Monkfish is beloved of French chefs and housewives because, like sole, it can be partnered by many beautiful sauces, each enhancing the other. Cream* or hollandaise* or tomato* sauces in their variety can turn ½–1 kg (1–2 lb) of monkfish into a feast. And cold, with mayonnaise*, it is one of the best summer dishes I know.
HOW TO CHOOSE MONKFISH
In markets and fishmongers’, it is always sold without its head, and can easily be passed over. The general shape is that of a slightly squashed cone, anything from 30 cm (1 foot) long upwards. The flesh looks milky and smoothly solid rather than flaked, like cod or haddock. In the centre you will observe a single cartilaginous spine. As it tends to be an expensive fish, it is usually sold in steaks cut across the body, but if you can afford it, a tailpiece of 1–1½ kg (2–3 lb) makes an excellent dish (see Lotte en gigot). In my experience the larger fish have the best flavour. I once bought some small tail-pieces, thinking they would be even more delicate. They weren’t, they were rather tasteless. I should have taken warning from the lower price; fishmongers in France know what they are selling. The small bits and pieces sold as joues de lotte – what we should call monkfish ‘knobs’ by analogy with skate ‘knobs’ – are quite pleasant, but again they cannot be compared in flavour with the large steaks.
The reason for the monkfish’s invariably headless state is that this appendage is thought to be too horrifying for the customer’s sensibilities. In fact, it is both curious and interesting, because the first dorsal fin emerges right over the snout, and is prolonged into a supple rod with a tiny ‘flag’ at the end. The fish snozzles its way into the sandy or muddy bed of the sea – the French name baudroie is said to have the same origin as the word boue, meaning mud – invisible on account of its matching colour. It gently waves this plumed rod in front of its capacious jaws, waiting to lure fish into Jonah-like oblivion. It doesn’t stop at fish either. This greedy and well-named angler has been known to trap quite sizeable sea birds, at low water.
LOTTE À L’AMÉRICAINE
This is one of the best way of serving monkfish which, like lobster, has a firm enough flesh to marry well with the strong flavours of the sauce.
Serves 6
1½ kg (3 lb) monkfish
seasoned flour
2 shallots, chopped
3 onions, chopped
1 large clove garlic, chopped
125 ml (4 fl oz) olive oil
90 ml (3fl oz) brandy
generous 450 ml (15 fl oz) dry white wine
375–500 g (¾-1 lb) large ripe tomatoes, peeled, chopped
bouquet garni
1 tablespoon tomato concentrate
1 teaspoon sugar
salt, pepper, cayenne
chopped parsley and tarragon to garnish
croûtons of bread fried in olive oil to garnish
Cut the fish in pieces and turn in seasoned flour. Meanwhile fry the shallot, onion and garlic in the oil until they begin to colour. Add the fish; when it is lightly browned, warm half of the brandy, set it alight and pour it into the pan, stirring the contents about in the flames. When these die down, remove the fish to a warm plate.

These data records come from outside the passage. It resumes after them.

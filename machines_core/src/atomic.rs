use std::{fs, io::Write, path::Path};

/// Write `bytes` next to `path` and rename over it, so readers never see a
/// half-written file. Missing parent directories are created. On unix the file
/// is readable by its owner only.
pub fn write_atomic(path: &Path, bytes: &[u8]) -> std::io::Result<()> {
    if let Some(parent) = path.parent().filter(|p| !p.as_os_str().is_empty()) {
        fs::create_dir_all(parent)?;
    }
    let tmp = path.with_extension("new");
    // A leftover temp file would keep its old mode.
    let _ = fs::remove_file(&tmp);
    {
        let mut f = owner_only().open(&tmp)?;
        f.write_all(bytes)?;
        f.sync_all()?;
    }
    fs::rename(tmp, path)
}

fn owner_only() -> fs::OpenOptions {
    let mut opts = fs::OpenOptions::new();
    opts.write(true).create_new(true);
    #[cfg(unix)]
    {
        use std::os::unix::fs::OpenOptionsExt;
        opts.mode(0o600);
    }
    opts
}

#[cfg(test)]
mod tests {
    use super::*;

    #[test]
    fn creates_parents_and_replaces() {
        let dir = tempfile::tempdir().unwrap();
        let path = dir.path().join("a/b/token");
        write_atomic(&path, b"one").unwrap();
        write_atomic(&path, b"two").unwrap();
        assert_eq!(fs::read(&path).unwrap(), b"two");
        assert!(!path.with_extension("new").exists());
    }

    #[cfg(unix)]
    #[test]
    fn token_file_is_owner_only() {
        use std::os::unix::fs::PermissionsExt;
        let dir = tempfile::tempdir().unwrap();
        let path = dir.path().join("token");
        fs::write(&path, b"old").unwrap();
        fs::set_permissions(&path, fs::Permissions::from_mode(0o644)).unwrap();

        write_atomic(&path, b"secret").unwrap();

        let mode = fs::metadata(&path).unwrap().permissions().mode() & 0o777;
        assert_eq!(mode, 0o600);
    }
}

Pour the wine into the pan, add tomatoes, bouquet, tomato concentrate, sugar and seasonings. Boil hard to reduce to a well-flavoured sauce – it must not be watery. Allow 20–30 minutes for this.
Return the fish to the sauce and simmer gently until cooked, about 10–15 minutes, adding the rest of the brandy at the same time. Arrange on a hot serving dish, sprinkle with parsley and tarragon, and tuck the croûtons of bread round the edge. This is one of the finest fish recipes.